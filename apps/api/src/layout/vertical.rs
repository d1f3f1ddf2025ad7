//! Vertical layout solver: stacks photo, quote and attribution on the story canvas.
//!
//! # Placement rules
//! - Normal mode: the leftover height is split into four equal gutters (above the
//!   photo, photo→quote, quote→source, below the source), floor division.
//! - Compact mode: when the blocks are taller than the space between the margins the
//!   gutter drops to a fixed floor and overlap with the margins is accepted.
//! - Overflow correction shifts the whole stack up until the source block clears the
//!   bottom margin; the top-margin clamp then pins the photo back to the top margin,
//!   which may push the stack past the bottom again. That is accepted.

use crate::layout::LayoutError;

/// Story canvas width in pixels.
pub const CANVAS_WIDTH: i32 = 1080;
/// Story canvas height in pixels.
pub const CANVAS_HEIGHT: i32 = 1920;
/// Blank band kept above the first block and below the last one.
pub const MARGIN: i32 = 100;
/// Gutter used when the blocks do not fit between the margins.
pub const MIN_SPACING: i32 = 50;

/// Heights of the three stacked blocks plus the canvas parameters they are placed in.
#[derive(Debug, Clone, Copy, PartialEq, Eq)]
pub struct LayoutRequest {
    pub image_height: i32,
    pub quote_height: i32,
    pub source_height: i32,
    pub canvas_height: i32,
    pub margin: i32,
    pub min_spacing: i32,
}

impl LayoutRequest {
    /// A request on the standard 1080×1920 story canvas.
    pub fn new(image_height: i32, quote_height: i32, source_height: i32) -> Self {
        Self {
            image_height,
            quote_height,
            source_height,
            canvas_height: CANVAS_HEIGHT,
            margin: MARGIN,
            min_spacing: MIN_SPACING,
        }
    }

    fn validate(&self) -> Result<(), LayoutError> {
        let heights = [
            ("image", self.image_height),
            ("quote", self.quote_height),
            ("source", self.source_height),
        ];
        for (block, height) in heights {
            if height < 0 {
                return Err(LayoutError::InvalidArgument(format!(
                    "{block} block height must be non-negative, got {height}"
                )));
            }
        }
        if self.canvas_height <= 0 {
            return Err(LayoutError::InvalidArgument(format!(
                "canvas height must be positive, got {}",
                self.canvas_height
            )));
        }
        if self.margin < 0 || self.min_spacing < 0 {
            return Err(LayoutError::InvalidArgument(format!(
                "margin ({}) and spacing floor ({}) must be non-negative",
                self.margin, self.min_spacing
            )));
        }
        Ok(())
    }
}

/// Top edge of each block, plus the gutter the solver settled on.
#[derive(Debug, Clone, Copy, PartialEq, Eq)]
pub struct LayoutResult {
    pub image_y: i32,
    pub quote_y: i32,
    pub source_y: i32,
    pub spacing: i32,
    /// True when the blocks exceeded the available height and the fixed gutter was used.
    pub compact: bool,
}

/// Computes the top Y coordinate of the photo, quote and source blocks.
pub fn solve_layout(request: &LayoutRequest) -> Result<LayoutResult, LayoutError> {
    request.validate()?;

    let LayoutRequest {
        image_height,
        quote_height,
        source_height,
        canvas_height,
        margin,
        min_spacing,
    } = *request;

    // Widened so block heights near i32::MAX cannot overflow mid-computation.
    let (image_h, quote_h, source_h) = (
        i64::from(image_height),
        i64::from(quote_height),
        i64::from(source_height),
    );
    let (canvas_h, margin) = (i64::from(canvas_height), i64::from(margin));

    let available = canvas_h - 2 * margin;
    let total = image_h + quote_h + source_h;

    let compact = total > available;
    let spacing = if compact {
        i64::from(min_spacing)
    } else {
        (available - total).div_euclid(4)
    };

    let stack_from = |image_y: i64| {
        let quote_y = image_y + image_h + spacing;
        let source_y = quote_y + quote_h + spacing;
        (image_y, quote_y, source_y)
    };

    let (mut image_y, mut quote_y, mut source_y) = stack_from(margin + spacing);

    let bottom_limit = canvas_h - margin;
    let source_bottom = source_y + source_h;
    if source_bottom > bottom_limit {
        let excess = source_bottom - bottom_limit;
        image_y -= excess;
        quote_y -= excess;
        source_y -= excess;
    }

    if image_y < margin {
        (image_y, quote_y, source_y) = stack_from(margin);
    }

    let narrow = |value: i64| {
        i32::try_from(value).map_err(|_| {
            LayoutError::InvalidArgument(format!(
                "block position {value} is outside the coordinate range"
            ))
        })
    };
    let (image_y, quote_y, source_y, spacing) = (
        narrow(image_y)?,
        narrow(quote_y)?,
        narrow(source_y)?,
        narrow(spacing)?,
    );

    Ok(LayoutResult {
        image_y,
        quote_y,
        source_y,
        spacing,
        compact,
    })
}

// ────────────────────────────────────────────────────────────────────────────
// Tests
// ────────────────────────────────────────────────────────────────────────────
//! Line wrapper: greedy word fill with a character-level fallback.
//!
//! # Algorithm
//! 1. Blank text wraps to nothing; text that already fits is returned as one line.
//! 2. Words (split on single spaces) are appended to a candidate line while
//!    `candidate + word + " "` still measures within `max_width`.
//! 3. When a word does not fit, the candidate is flushed (trimmed) as a finished line.
//! 4. A word that does not fit even on an empty line is broken character by character.
//!
//! Breaking inside a word may leave its tail sharing a line with the next word. That is
//! accepted lossy wrapping, not a defect.

use crate::layout::measure::TextMeasure;
use crate::layout::LayoutError;

/// Wraps `text` into lines whose measured width is at most `max_width` pixels.
///
/// The only lines allowed to exceed `max_width` are single characters that are wider
/// than the limit on their own.
pub fn wrap_text<M>(text: &str, measure: &M, max_width: i32) -> Result<Vec<String>, LayoutError>
where
    M: TextMeasure + ?Sized,
{
    if max_width <= 0 {
        return Err(LayoutError::InvalidArgument(format!(
            "wrap width must be positive, got {max_width}"
        )));
    }

    if text.trim().is_empty() {
        return Ok(Vec::new());
    }

    if fits(measure, text, max_width) {
        return Ok(vec![text.to_string()]);
    }

    let mut lines: Vec<String> = Vec::new();
    let mut candidate = String::new();

    for word in text.split(' ') {
        let extended = format!("{candidate}{word} ");
        if fits(measure, &extended, max_width) {
            candidate = extended;
            continue;
        }

        if !candidate.is_empty() {
            flush(&mut lines, &mut candidate);

            let alone = format!("{word} ");
            if fits(measure, &alone, max_width) {
                candidate = alone;
                continue;
            }
        }

        // The word overflows an empty line on its own.
        break_word(word, measure, max_width, &mut lines, &mut candidate);
        candidate.push(' ');
    }

    flush(&mut lines, &mut candidate);

    Ok(lines)
}

/// Character-level fill for a single word that is wider than a whole line.
///
/// Expects `candidate` to be empty on entry. Leaves the unfinished tail of the word
/// in `candidate` so the next word can join it.
fn break_word<M>(
    word: &str,
    measure: &M,
    max_width: i32,
    lines: &mut Vec<String>,
    candidate: &mut String,
) where
    M: TextMeasure + ?Sized,
{
    for ch in word.chars() {
        candidate.push(ch);
        if fits(measure, candidate, max_width) {
            continue;
        }

        candidate.pop();
        flush(lines, candidate);
        // A lone character wider than the line is kept anyway.
        candidate.push(ch);
    }
}

fn fits<M>(measure: &M, text: &str, max_width: i32) -> bool
where
    M: TextMeasure + ?Sized,
{
    measure.width_of(text) <= max_width
}

/// Pushes the trimmed candidate as a finished line (if it holds any text) and clears it.
fn flush(lines: &mut Vec<String>, candidate: &mut String) {
    let line = candidate.trim();
    if !line.is_empty() {
        lines.push(line.to_string());
    }
    candidate.clear();
}

// ────────────────────────────────────────────────────────────────────────────
// Tests
// ────────────────────────────────────────────────────────────────────────────

#[cfg(test)]
mod tests {
    use super::*;
    use crate::layout::measure::TextExtent;

    /// Monospace stand-in: every character (spaces included) is 10px wide.
    fn mono(s: &str) -> TextExtent {
        TextExtent::new(s.chars().count() as i32 * 10, 24)
    }

    /// Ink-box stand-in: trailing and leading spaces have no width, like a real glyph bbox.
    fn ink(s: &str) -> TextExtent {
        TextExtent::new(s.trim().chars().count() as i32 * 10, 24)
    }

    fn words_of(lines: &[String]) -> Vec<String> {
        lines
            .iter()
            .flat_map(|l| l.split(' '))
            .filter(|w| !w.is_empty())
            .map(str::to_string)
            .collect()
    }

    // ── degenerate input ────────────────────────────────────────────────────

    #[test]
    fn test_empty_text_wraps_to_nothing() {
        let lines = wrap_text("", &mono, 500).unwrap();
        assert!(lines.is_empty());
    }

    #[test]
    fn test_whitespace_only_wraps_to_nothing() {
        let lines = wrap_text("   \t ", &mono, 500).unwrap();
        assert!(lines.is_empty());
    }

    #[test]
    fn test_zero_width_is_invalid_argument() {
        let err = wrap_text("hello", &mono, 0).unwrap_err();
        assert!(matches!(err, LayoutError::InvalidArgument(_)));
    }

    #[test]
    fn test_negative_width_is_invalid_argument() {
        let err = wrap_text("hello", &mono, -5).unwrap_err();
        assert!(matches!(err, LayoutError::InvalidArgument(_)));
    }

    // ── short-circuit ───────────────────────────────────────────────────────

    #[test]
    fn test_fitting_text_returned_unchanged() {
        let text = "  keep my  spacing ";
        let lines = wrap_text(text, &mono, 1000).unwrap();
        assert_eq!(lines, vec![text.to_string()]);
    }

    #[test]
    fn test_exact_fit_is_single_line() {
        // 5 chars * 10px = 50px
        let lines = wrap_text("hello", &mono, 50).unwrap();
        assert_eq!(lines, vec!["hello"]);
    }

    // ── word-level fill ─────────────────────────────────────────────────────

    #[test]
    fn test_greedy_word_fill_monospace() {
        // "aaa bbb " = 80px fits 90; "aaa bbb ccc " = 120px does not.
        let lines = wrap_text("aaa bbb ccc ddd", &mono, 90).unwrap();
        assert_eq!(lines, vec!["aaa bbb", "ccc ddd"]);
    }

    #[test]
    fn test_lines_are_trimmed() {
        let lines = wrap_text("one two three four five", &mono, 100).unwrap();
        for line in &lines {
            assert_eq!(line.trim(), line, "line should carry no edge spaces: {line:?}");
        }
    }

    #[test]
    fn test_width_bound_holds_for_every_line() {
        let text = "It was the best of times, it was the worst of times, it was the age of \
                    wisdom, it was the age of foolishness";
        for max_width in [60, 90, 130, 200, 333] {
            let lines = wrap_text(text, &ink, max_width).unwrap();
            for line in &lines {
                assert!(
                    ink(line).width <= max_width,
                    "line {line:?} is {}px wide, limit {max_width}",
                    ink(line).width
                );
            }
        }
    }

    #[test]
    fn test_word_sequence_preserved_without_forced_breaks() {
        let text = "the quick brown fox jumps over the lazy dog";
        let lines = wrap_text(text, &mono, 120).unwrap();
        assert!(lines.len() > 1);
        let expected: Vec<String> = text.split(' ').map(str::to_string).collect();
        assert_eq!(words_of(&lines), expected);
    }

    #[test]
    fn test_wrap_is_deterministic() {
        let text = "a reasonably long sentence that will need several lines to fit";
        let first = wrap_text(text, &ink, 110).unwrap();
        let second = wrap_text(text, &ink, 110).unwrap();
        assert_eq!(first, second);
    }

    #[test]
    fn test_consecutive_spaces_do_not_emit_blank_lines() {
        let lines = wrap_text("aaaa    bbbb    cccc", &ink, 45).unwrap();
        assert!(lines.iter().all(|l| !l.is_empty()));
        assert_eq!(words_of(&lines), vec!["aaaa", "bbbb", "cccc"]);
    }

    // ── character-level fallback ────────────────────────────────────────────

    #[test]
    fn test_single_long_word_breaks_by_character() {
        let lines = wrap_text("abcdefghij", &mono, 30).unwrap();
        assert_eq!(lines, vec!["abc", "def", "ghi", "j"]);
    }

    #[test]
    fn test_broken_word_tail_joins_next_word() {
        // "abcdefg" breaks into "abcde" + "fg"; the tail then shares a line with "hi".
        let lines = wrap_text("abcdefg hi", &ink, 50).unwrap();
        assert_eq!(lines, vec!["abcde", "fg hi"]);
    }

    #[test]
    fn test_long_word_after_text_is_broken_not_overflowed() {
        let lines = wrap_text("ab abcdefghijkl", &ink, 50).unwrap();
        for line in &lines {
            assert!(ink(line).width <= 50, "line {line:?} overflows");
        }
        assert_eq!(lines, vec!["ab", "abcde", "fghij", "kl"]);
    }

    #[test]
    fn test_character_wider_than_line_does_not_loop() {
        // Every character is 10px but the line is only 5px wide.
        let lines = wrap_text("abc de", &mono, 5).unwrap();
        assert_eq!(lines, vec!["a", "b", "c", "d", "e"]);
    }

    #[test]
    fn test_multibyte_characters_break_on_char_boundaries() {
        let lines = wrap_text("가나다라마바사", &mono, 30).unwrap();
        assert_eq!(lines, vec!["가나다", "라마바", "사"]);
    }
}
//! Locomotion Mode Resolution
//!
//! Turns the raw input of one frame into a single [`LocomotionMode`] and a
//! movement-intent flag. The mode is recomputed from scratch every frame;
//! sprint and crouch are never stored as separate flags, so they cannot
//! contradict each other.
//!
//! # Rules (first match wins)
//!
//! 1. Sprint held and vertical axis exactly `+1.0` → Sprinting (crouch ignored)
//! 2. Crouch held → Crouching
//! 3. Otherwise → Walking
//!
//! Sprint needs full-forward input: diagonals with a reduced forward axis,
//! backward and pure strafe input never sprint.

use crate::config::ControllerConfig;

/// Movement mode of the character for the current frame.
#[derive(Debug, Clone, Copy, PartialEq, Eq, Hash, Default)]
pub enum LocomotionMode {
    /// Normal upright movement
    #[default]
    Walking,
    /// Fast forward movement
    Sprinting,
    /// Slow movement with a lowered collider
    Crouching,
}

impl LocomotionMode {
    /// Check if this mode uses the crouched collider.
    pub fn is_crouched(&self) -> bool {
        matches!(self, LocomotionMode::Crouching)
    }
}

/// Result of resolving one frame of input.
#[derive(Debug, Clone, Copy, PartialEq, Eq, Default)]
pub struct LocomotionState {
    /// Resolved mode
    pub mode: LocomotionMode,
    /// Whether any directional input is active
    pub is_moving: bool,
}

/// Resolve the locomotion mode from raw axes and held keys.
///
/// # Arguments
/// * `horizontal` - Strafe axis in [-1, 1]
/// * `vertical` - Forward axis in [-1, 1]
/// * `sprint_held` - Sprint key held this frame
/// * `crouch_held` - Crouch key held this frame
pub fn resolve(horizontal: f32, vertical: f32, sprint_held: bool, crouch_held: bool) -> LocomotionState {
    let mode = if sprint_held && vertical == 1.0 {
        LocomotionMode::Sprinting
    } else if crouch_held {
        LocomotionMode::Crouching
    } else {
        LocomotionMode::Walking
    };

    LocomotionState {
        mode,
        is_moving: horizontal != 0.0 || vertical != 0.0,
    }
}

/// Max speeds per mode plus airborne steering authority.
#[derive(Debug, Clone, Copy, PartialEq)]
pub struct SpeedProfile {
    /// Max speed while walking (m/s)
    pub walk_speed: f32,
    /// Max speed while sprinting (m/s)
    pub sprint_speed: f32,
    /// Max speed while crouching (m/s)
    pub crouch_speed: f32,
    /// Fraction of ground drive applied while airborne
    pub air_control_multiplier: f32,
}

impl Default for SpeedProfile {
    fn default() -> Self {
        Self::from_config(&ControllerConfig::default())
    }
}

impl SpeedProfile {
    /// Take the speed fields from a controller configuration.
    pub fn from_config(config: &ControllerConfig) -> Self {
        Self {
            walk_speed: config.walk_speed,
            sprint_speed: config.sprint_speed,
            crouch_speed: config.crouch_speed,
            air_control_multiplier: config.air_control_multiplier,
        }
    }

    /// Max speed for the given mode.
    pub fn max_speed(&self, mode: LocomotionMode) -> f32 {
        match mode {
            LocomotionMode::Walking => self.walk_speed,
            LocomotionMode::Sprinting => self.sprint_speed,
            LocomotionMode::Crouching => self.crouch_speed,
        }
    }
}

> **Task goal**
Output, exactly and in full, the lines from the start of the entries above through the line that contains "block clears the".

> **Written answer**
filename apps/api/src/layout/vertical.rs
repository d1f3f1ddf2025ad7
//! Vertical layout solver: stacks photo, quote and attribution on the story canvas.
//!
//! # Placement rules
//! - Normal mode: the leftover height is split into four equal gutters (above the
//!   photo, photo→quote, quote→source, below the source), floor division.
//! - Compact mode: when the blocks are taller than the space between the margins the
//!   gutter drops to a fixed floor and overlap with the margins is accepted.
//! - Overflow correction shifts the whole stack up until the source block clears the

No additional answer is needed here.